Ceva and the skates

By Monica Zak & Gunna Grähs

Ceva and her class are going skating. Ceva hates it and is afraid that the ice will break so that she could end up in the water. Water is her biggest fear after fleeing Syria. In the ice rink, a group of handymen usually help the children with their skates. Ceva’s henchman helps her and makes her understand that the ice is not dangerous. And so the old man has got a new friend.

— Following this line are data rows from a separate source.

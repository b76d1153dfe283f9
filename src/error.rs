//! Error types for the boot dashboard client

use thiserror::Error;

/// Result type alias for dashboard operations
pub type Result<T> = std::result::Result<T, Error>;

/// Errors that can occur while querying the dashboard backend
#[derive(Debug, Error)]
pub enum Error {
    /// Configuration error
    #[error("configuration error: {0}")]
    Config(String),

    /// A dispatch was issued with no descriptors
    #[error("dispatch requires at least one query descriptor")]
    EmptyDispatch,

    /// Two descriptors in one dispatch share an operation id
    #[error("duplicate operation id in dispatch: {0}")]
    DuplicateOperation(String),

    /// HTTP transport error
    #[error("http error: {0}")]
    Http(#[from] reqwest::Error),

    /// Backend answered with a non-success status
    #[error("backend returned {status}: {body}")]
    Status {
        /// HTTP status code
        status: u16,
        /// Response body, possibly empty
        body: String,
    },

    /// Backend payload did not have the expected shape
    #[error("malformed response: {0}")]
    MalformedResponse(String),

    /// Serialization error
    #[error("serialization error: {0}")]
    Serialization(#[from] serde_json::Error),

    /// TOML parsing error
    #[error("toml error: {0}")]
    Toml(#[from] toml::de::Error),
}

impl Error {
    /// Whether this error came from the network round-trip rather than
    /// from the caller
    ///
    /// Transport failures, bad statuses and malformed payloads all collapse
    /// into the same degraded display; caller errors do not reach the wire.
    #[must_use]
    pub const fn is_transport(&self) -> bool {
        matches!(
            self,
            Self::Http(_) | Self::Status { .. } | Self::MalformedResponse(_) | Self::Serialization(_)
        )
    }
}

#[cfg(test)]
mod tests {
    use super::*;

    #[test]
    fn test_status_is_transport() {
        let err = Error::Status {
            status: 500,
            body: "boom".to_string(),
        };
        assert!(err.is_transport());
        assert_eq!(err.to_string(), "backend returned 500: boom");
    }

    #[test]
    fn test_caller_errors_are_not_transport() {
        assert!(!Error::EmptyDispatch.is_transport());
        assert!(!Error::DuplicateOperation("#a".to_string()).is_transport());
        assert!(!Error::Config("missing".to_string()).is_transport());
    }
}
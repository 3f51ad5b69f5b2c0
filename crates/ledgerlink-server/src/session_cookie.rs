//! Browser session cookie handling.
//!
//! Sessions are keyed by an opaque UUID carried in an HttpOnly cookie,
//! created on first contact. A stale cookie pointing at a session the
//! store no longer knows (e.g. after a restart) is replaced transparently.

use axum_extra::extract::CookieJar;
use cookie::{Cookie, SameSite};
use uuid::Uuid;

use crate::state::AppState;

/// Session cookie name.
pub const SESSION_COOKIE_NAME: &str = "ledgerlink_session";

/// Resolves the request's session, creating one if needed.
///
/// Returns the session id plus the jar to attach to the response (it
/// carries the new cookie when a session was created).
pub async fn resolve(state: &AppState, jar: CookieJar) -> (Uuid, CookieJar) {
    if let Some(cookie) = jar.get(SESSION_COOKIE_NAME)
        && let Ok(id) = Uuid::parse_str(cookie.value())
        && let Ok(Some(_)) = state.sessions.get(id).await
    {
        return (id, jar);
    }

    let session = match state.sessions.create().await {
        Ok(session) => session,
        Err(e) => {
            // Unsaved fallback: later mutations fail with a storage error.
            tracing::error!(error = %e, "session creation failed");
            ledgerlink_auth::Session::new()
        }
    };
    let cookie = Cookie::build((SESSION_COOKIE_NAME, session.id.to_string()))
        .path("/")
        .http_only(true)
        .same_site(SameSite::Lax)
        .build();
    (session.id, jar.add(cookie))
}
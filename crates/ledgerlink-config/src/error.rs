//! Configuration error types.

/// Errors that can occur while loading or validating configuration.
///
/// All variants are fatal at startup: the process cannot serve authorized
/// routes without a valid credential bundle.
#[derive(Debug, thiserror::Error)]
pub enum ConfigError {
    /// No credential bundle is configured for the selected application type,
    /// in either the configuration file or the environment.
    #[error("no credentials configured for app type '{app_type}'")]
    Missing {
        /// The selected application type.
        app_type: String,
    },

    /// The configuration was present but failed validation.
    #[error("invalid configuration: {message}")]
    Invalid {
        /// Description of the validation failure.
        message: String,
    },

    /// The configuration sources could not be read or deserialized.
    #[error("configuration could not be loaded: {message}")]
    Unreadable {
        /// Description of the load failure.
        message: String,
    },
}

Monica Zak has met children and young people from all over the world and tells their stories in a captivating way. She believes that the most important and most enjoyable thing in her life is writing about children and young people for children and young people.

Monica was born in Dresden in 1939, her mother from Sweden and her father from Czechoslovakia, the family managed to get out of Germany at the last moment before the borders were closed.

She grew up in Örebro, where she started writing for newspapers as a 16-year-old and graduated. After journalism studies in Stockholm, she worked at Damernas Värld and Aftonbladet. In 1965 she took a leave of absence to sail to Latin America. The first stage was with the sailing ship Amfitrite to the Canary Islands, where she and her husband bought an old sailboat without an engine. With the schooner Fernando they sailed across the Atlantic Ocean. On the island of Tobago, the son Christofer was born, a week later they continued sailing. The sailing was supposed to last a year; they were gone for six. During that time and many other trips around the world, Monica has collected material for articles, books and documentary films.

Gunna Grähs, (born in Filipstad in 1954), educated at Konstfack. She is active as an illustrator, picture book creator, writer and lecturer. Since her debut in 1982 “Jullan vill vara med” (text by Kjell Johansson) she has published around 70 titles – mostly picture books with her own and others’ texts, but also non-fiction books, comics and satire.

“I am very happy with Monica Zak’s books about Ava, Beva and Ceva. Her stories are sensitive and heartfelt – and at the same time liberatingly unsentimental. It is a good combination for the beginning readers. And also for a cartoonist who is interested in everything that happens to us in life here and now. (And the next day and the next…)- Gunna Grähs.